Someone You Should Know: Twin Brothers In Television

KDLT's Jack Eble and WCBI's Tom Eble growing through brotherly bond

Over the last year and a half, KDLT viewers have gotten to know one of our reporters, Jack Eble. He’s shared stories of growing up in Florida and made his love of basketball very well known.

But here’s what you might not know – Jack has a twin named Tom. And Tom just so happens to also be a television reporter – in Columbus, Mississippi.

So when the Eble boys got together last week in Sioux Falls, we had to ask – what’s it like being a twin in television?

“People will set it up and say, ‘I just want to make this clear – are you guys brothers?’” says Jack.

It’s a common question. One that Jack and Tom have never been shy about embracing.

That guy? He does look like me, doesn’t he?” Tom says with a smile. “You can play games with people.”

Despite what you’re eyes and ears might tell you, these twins are not identical. They’re fraternal.

“Someone will look at me, then look at Jack, then they get that shy smile,” said Tom.

For these twins, childhood was made up of bunk beds, video games and – most importantly –  basketball. After all, what else is there when a growth spurt pushes you to 6-foot tall in fifth grade? And the chemistry at home paid dividends on the court for the appropriately nicknamed “Twin Towers.”

“Our team wouldn’t know, but it was like ‘Jack is going to cut here. Or this is where Jack wants to shoot it,’” Tom said.

Sharing the court? No problem. Sharing a fashion sense for the day? Not so much.

“If we even were close to each other, it’d be like, ‘alright who’s changing?’” said Tom.

But the twins aren’t the only ones in on the joke.

“We were class senior superlatives ‘class inseparables,’” said Jack before both brother continue in unison, “and we didn’t have a choice.”

“And I have a quote in the family: ‘we’ll figure it out,’” Jack said.

Speaking of family, no one is safe from the Eble brothers’ antics. Not even their older sister. But as these diehard Star Wars fans know, life has a way of bringing balance to the force.

“She didn’t have the teammate that we did so whenever we would gang up on her, she’d never have anyone to go to. There was no one coming to her defense,” said Jack. “But that’s why she’s the alpha of us. We are below her. And we understand that now that we’re older.”

The two say being twins does have its noble advantages.

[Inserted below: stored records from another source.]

impl<T> StringDict<T> {
    /// Create an embedded-key dictionary.
    ///
    /// `key_of` extracts the key from a value. `expected_items` only picks
    /// the initial bucket count (the smallest table prime of at least eight
    /// times the hint); the dictionary grows past it as needed.
    ///
    /// # Errors
    ///
    /// [`DutilError::OutOfMemory`] if the bucket array cannot be allocated.
    pub fn create_embedded(
        expected_items: usize,
        key_of: fn(&T) -> &str,
        flags: DictFlags,
    ) -> Result<Self> {
        Self::with_bucket_sizes(
            expected_items,
            Storage::EmbeddedKey {
                key_of,
            },
            flags,
            DICT_BUCKET_SIZES,
        )
    }

    fn with_bucket_sizes(
        expected_items: usize,
        storage: Storage<T>,
        flags: DictFlags,
        sizes: &'static [u32],
    ) -> Result<Self> {
        let wanted = expected_items.saturating_mul(DICT_LOAD_FACTOR);
        let size_index = sizes
            .iter()
            .position(|&size| size as usize >= wanted)
            .unwrap_or(sizes.len().saturating_sub(1));
        let bucket_count = sizes
            .get(size_index)
            .copied()
            .ok_or_else(|| DutilError::invalid_argument("bucket size table is empty"))?;

        Ok(Self {
            storage,
            flags,
            sizes,
            size_index,
            buckets: alloc_buckets(bucket_count as usize)?,
            order: Vec::new(),
        })
    }

    /// Storage mode of this dictionary.
    #[must_use]
    pub const fn mode(&self) -> DictMode {
        match self.storage {
            Storage::EmbeddedKey {
                ..
            } => DictMode::EmbeddedKey,
            Storage::StringList {
                ..
            } => DictMode::StringList,
        }
    }

    /// Flags the dictionary was created with.
    #[must_use]
    pub const fn flags(&self) -> DictFlags {
        self.flags
    }

    /// Number of items added.
    #[must_use]
    pub fn len(&self) -> usize {
        self.order.len()
    }

    /// Whether no items were added.
    #[must_use]
    pub fn is_empty(&self) -> bool {
        self.order.is_empty()
    }

    /// Current number of buckets. Always a prime from the size table.
    #[must_use]
    pub fn bucket_count(&self) -> usize {
        self.buckets.len()
    }

    /// Keys in insertion order. Empty for embedded-key dictionaries, whose
    /// keys live in the caller's values.
    pub fn keys(&self) -> impl Iterator<Item = &str> {
        let keys: &[String] = match &self.storage {
            Storage::StringList {
                keys,
            } => keys,
            Storage::EmbeddedKey {
                ..
            } => &[],
        };
        keys.iter().map(String::as_str)
    }

    /// Copy `key` into a string-list dictionary.
    ///
    /// # Errors
    ///
    /// - [`DutilError::InvalidArgument`] on an embedded-key dictionary or if
    ///   the key is already present
    /// - [`DutilError::OutOfMemory`] if the copy or a growth step fails to allocate
    /// - [`DutilError::DatabaseFull`] if every slot is taken
    pub fn add_key(&mut self, key: &str) -> Result<()> {
        if self.mode() != DictMode::StringList {
            return Err(DutilError::invalid_argument(
                "add_key requires a string-list dictionary",
            ));
        }
        if self.key_exists(&[], key) {
            return Err(DutilError::invalid_argument(format!(
                "key '{key}' is already in the dictionary"
            )));
        }

        self.prepare_insert(&[])?;

        let mut owned = String::new();
        owned.try_reserve_exact(key.len()).map_err(|_| DutilError::OutOfMemory)?;
        owned.push_str(key);

        let Storage::StringList {
            keys,
        } = &mut self.storage
        else {
            return Err(DutilError::invalid_argument(
                "add_key requires a string-list dictionary",
            ));
        };
        keys.try_reserve(1).map_err(|_| DutilError::OutOfMemory)?;
        keys.push(owned);
        let slot = translate_value_to_offset(keys.len() - 1);

        if let Err(e) = self.insert_slot(slot, &[]) {
            if let Storage::StringList {
                keys,
            } = &mut self.storage
            {
                keys.pop();
            }
            return Err(e);
        }
        Ok(())
    }

    /// Add the value at `values[index]` to an embedded-key dictionary.
    ///
    /// Only the index is stored. Later calls must pass the same logical
    /// array (it may have been reallocated or grown in between).
    ///
    /// # Errors
    ///
    /// - [`DutilError::InvalidArgument`] on a string-list dictionary, for an
    ///   out-of-range index, or if the value's key is already present
    /// - [`DutilError::OutOfMemory`] if a growth step fails to allocate
    /// - [`DutilError::DatabaseFull`] if every slot is taken
    pub fn add_value(&mut self, values: &[T], index: usize) -> Result<()> {
        let key_of = match &self.storage {
            Storage::EmbeddedKey {
                key_of,
            } => *key_of,
            Storage::StringList {
                ..
            } => {
                return Err(DutilError::invalid_argument(
                    "add_value requires an embedded-key dictionary",
                ));
            }
        };
        let value = values.get(index).ok_or_else(|| {
            DutilError::invalid_argument(format!(
                "value index {index} is outside an array of {} items",
                values.len()
            ))
        })?;
        let key = key_of(value);
        if self.find_bucket(values, key)?.is_some() {
            return Err(DutilError::invalid_argument(format!(
                "key '{key}' is already in the dictionary"
            )));
        }

        self.prepare_insert(values)?;
        self.insert_slot(translate_value_to_offset(index), values)
    }

    /// Look up the value stored under `key` in an embedded-key dictionary.
    ///
    /// # Errors
    ///
    /// - [`DutilError::NotFound`] if the key is absent
    /// - [`DutilError::InvalidArgument`] on a string-list dictionary or if
    ///   `values` no longer covers a stored index
    pub fn get_value<'v>(&self, values: &'v [T], key: &str) -> Result<&'v T> {
        let index = self.get_index(values, key)?;
        values.get(index).ok_or_else(|| {
            DutilError::invalid_argument(format!("stale index {index} for key '{key}'"))
        })
    }

    /// Index into `values` of the value stored under `key`.
    ///
    /// # Errors
    ///
    /// Same as [`get_value`](Self::get_value).
    pub fn get_index(&self, values: &[T], key: &str) -> Result<usize> {
        if self.mode() != DictMode::EmbeddedKey {
            return Err(DutilError::invalid_argument(
                "get_value requires an embedded-key dictionary",
            ));
        }
        match self.find_bucket(values, key)? {
            Some(bucket) => Ok(self.buckets[bucket].map_or(0, translate_offset_to_value)),
            None => Err(DutilError::not_found(format!("dictionary key '{key}'"))),
        }
    }

    /// Whether `key` is present. Works in both modes; string-list
    /// dictionaries ignore `values`.
    #[must_use]
    pub fn key_exists(&self, values: &[T], key: &str) -> bool {
        matches!(self.find_bucket(values, key), Ok(Some(_)))
    }

    fn key_at<'a>(&'a self, values: &'a [T], slot: NonZeroUsize) -> Result<&'a str> {
        let index = translate_offset_to_value(slot);
        match &self.storage {
            Storage::StringList {
                keys,
            } => keys.get(index).map(String::as_str),
            Storage::EmbeddedKey {
                key_of,
            } => values.get(index).map(|value| key_of(value)),
        }
        .ok_or_else(|| {
            DutilError::invalid_argument(format!(
                "dictionary refers to index {index} beyond the backing array"
            ))
        })
    }

    fn find_bucket(&self, values: &[T], key: &str) -> Result<Option<usize>> {
        let count = self.buckets.len();
        let start = string_hash(key, self.flags, count);
        let mut index = start;

        loop {
            match self.buckets[index] {
                None => return Ok(None),
                Some(slot) => {
                    if keys_equal(self.key_at(values, slot)?, key, self.flags) {
                        return Ok(Some(index));
                    }
                }
            }
            index = (index + 1) % count;
            if index == start {
                return Ok(None);
            }
        }
    }

    // Grows proactively; a table that cannot grow further keeps probing.
    fn prepare_insert(&mut self, values: &[T]) -> Result<()> {
        if self.order.len() + 1 >= self.bucket_count() / DICT_LOAD_FACTOR {
            match self.grow(values) {
                Ok(()) => {}
                Err(DutilError::DatabaseFull {
                    buckets,
                }) => {
                    warn!(buckets, len = self.len(), "Dictionary cannot grow further, probing");
                }
                Err(e) => return Err(e),
            }
        }
        self.order.try_reserve(1).map_err(|_| DutilError::OutOfMemory)
    }

    fn insert_slot(&mut self, slot: NonZeroUsize, values: &[T]) -> Result<()> {
        let start = string_hash(self.key_at(values, slot)?, self.flags, self.bucket_count());
        let bucket = probe_empty(&self.buckets, start).ok_or(DutilError::DatabaseFull {
            buckets: self.bucket_count(),
        })?;
        self.buckets[bucket] = Some(slot);
        self.order.push(slot);
        Ok(())
    }

    fn grow(&mut self, values: &[T]) -> Result<()> {
        let next = self.size_index + 1;
        let Some(&new_size) = self.sizes.get(next) else {
            return Err(DutilError::DatabaseFull {
                buckets: self.bucket_count(),
            });
        };
        let new_count = new_size as usize;
        let mut buckets = alloc_buckets(new_count)?;

        for &slot in &self.order {
            let start = string_hash(self.key_at(values, slot)?, self.flags, new_count);
            let bucket = probe_empty(&buckets, start).ok_or(DutilError::DatabaseFull {
                buckets: new_count,
            })?;
            buckets[bucket] = Some(slot);
        }

        debug!(from = self.bucket_count(), to = new_count, items = self.len(), "Dictionary grown");
        self.buckets = buckets;
        self.size_index = next;
        Ok(())
    }
}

“He’s the test run. If (Jack does) something I haven’t done or vice versa, it’s like well what happened to Jack?” said Tom. “It’s like, ‘that didn’t work out for Jack, so I’m going to go a different route.’”

Different routes is how they ended up with similar jobs. Tom is a weekend sports anchor for CBS affiliate WCBI in Columbus, Mississippi – a station that both brothers applied to coming out of college. As twins on opposite sides of a coin, Tom received a job offer. Jack continued to search.

“That was hard because that was like you kind of look at yourself and go ‘Why not me?’ We’ve worked as hard. We’ve helped each other this way,” said Jack.

“It was really the first time someone picked one of us over the other,” added Tom. “Even to this day, I don’t know what they saw in me that you wouldn’t with Jack.”

Jack’s pursuit led him to Sioux Falls where things like “snow” and “cold” weren’t just four-letter words, they were winter wonders that a kid from Florida admittedly wasn’t ready for. Yet, as they moved further away from their comfort zones, some things stayed the same.

“We have video game dates,” said Jack.

And their brotherly bond has never been stronger.

“It’s just like really cool to think I always have this friend. I always have a best friend,” said Tom. “But I also like to think that even if we weren’t twins, we’d be really close.”